Similairement, Wood décrit une éducation inconstante à travers le pays. L’éducation sexuelle n’étant pas standardisée, elle varie fortement entre les régions et institutions éducatives. Cette incohérence pourrait participer aux lacunes dans la connaissance et la compréhension des sujets liés à la santé sexuelle, notamment le consentement, la prévention des ITS et les pratiques sexuelles sûres. 

Elle cite la pandémie de COVID-19 comme un facteur clé affectant la qualité de l’éducation sexuelle. En effet, la pandémie aurait interrompu l’accès à une éducation sexuelle adéquate, avec l’annulation de nombreux programmes ou leur relégation au second plan, afin de privilégier d’autres besoins éducatifs jugés plus importants. Une cohorte importante de jeunes a donc été privée d’informations cruciales pour une bonne santé sexuelle. Ce groupe aurait besoin d’une éducation et de ressources supplémentaires pour combler ce manque. 

Agir pour inverser la tendance

Pour contrer la tombée alarmante de l’utilisation des préservatifs et les risques accrus d’ITS, les deux experts affirment qu’il serait impératif d’agir rapidement et efficacement. Une première solution consisterait à rendre les préservatifs gratuits et accessibles dans des lieux fréquentés par les jeunes, comme les campus universitaires, où les barrières financières et l’embarras social limitent leur utilisation. LetsStopAIDS recommande une distribution ciblée pour encourager leur adoption.

D’après les deux organismes, l’éducation sexuelle doit être réformée pour répondre aux besoins des jeunes. En intégrant des programmes inclusifs et interactifs, comme ceux de LetsStopAIDS, qui adoptent des approches ludiques et engageantes, il serait possible d’améliorer significativement la compréhension des enjeux liés aux ITS et à la prévention du VIH. D’après Mohamed Jr., ces ateliers « montrent une hausse notable des connaissances sur le VIH, passant de 31 % à 72 % chez les participant.e.s ».

Enfin, d’après Wood, il est crucial de combattre la stigmatisation qui entoure la sexualité et les ITS, notamment par des campagnes de sensibilisation. « L’inclusion de la littératie numérique dans l’éducation sexuelle pourrait permettre aux jeunes de décrypter les messages erronés véhiculés en ligne et dans les médias, renforçant ainsi leur capacité à faire des choix informés », indique-t-elle.
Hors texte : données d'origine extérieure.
/// Check one value against one specifier. List element checks force
/// evaluation of the list in its capture environment.
pub fn check_type(
    interp: &mut Interpreter,
    value: &Value,
    spec: &TypeSpec,
) -> Result<bool, NumFuError> {
    Ok(match spec {
        TypeSpec::Any => true,
        TypeSpec::Number => matches!(value, Value::Number(_)),
        TypeSpec::Str => matches!(value, Value::Str(_)),
        TypeSpec::Bool => matches!(value, Value::Bool(_)),
        TypeSpec::List => matches!(value, Value::List(_)),
        TypeSpec::Function => matches!(value, Value::Closure(_) | Value::Builtin(_)),
        TypeSpec::Union(ts) => {
            for t in ts {
                if check_type(interp, value, t)? {
                    return Ok(true);
                }
            }
            false
        }
        TypeSpec::ListOf(t) => match value {
            Value::List(l) => {
                let items = interp.list_values(l)?;
                for item in &items {
                    if !check_type(interp, item, t)? {
                        return Ok(false);
                    }
                }
                true
            }
            _ => false,
        },
        TypeSpec::InfiniteOf(t) => check_type(interp, value, t)?,
    })
}

// Argument accessors for implementations running after a successful type
// check. The fallbacks exist for overloads registered with mismatched
// specifiers, not for user input.

pub(crate) fn as_num(v: &Value) -> Result<&crate::number::Number, NumFuError> {
    match v {
        Value::Number(n) => Ok(n),
        _ => Err(NumFuError::new(
            ErrorKind::Type,
            format!("expected Number, got {}", v.type_name()),
        )),
    }
}

pub(crate) fn as_str(v: &Value) -> Result<&str, NumFuError> {
    match v {
        Value::Str(s) => Ok(s),
        _ => Err(NumFuError::new(
            ErrorKind::Type,
            format!("expected String, got {}", v.type_name()),
        )),
    }
}

pub(crate) fn as_list(v: &Value) -> Result<&crate::value::ListValue, NumFuError> {
    match v {
        Value::List(l) => Ok(l),
        _ => Err(NumFuError::new(
            ErrorKind::Type,
            format!("expected List, got {}", v.type_name()),
        )),
    }
}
D’après les experts, une approche coordonnée, impliquant les écoles, les organisations de santé, les familles et les gouvernements, est essentielle pour construire un environnement propice à des comportements sexuels responsables. En combinant ces efforts, le Canada pourrait inverser la tendance actuelle et garantir une meilleure santé sexuelle à sa jeunesse.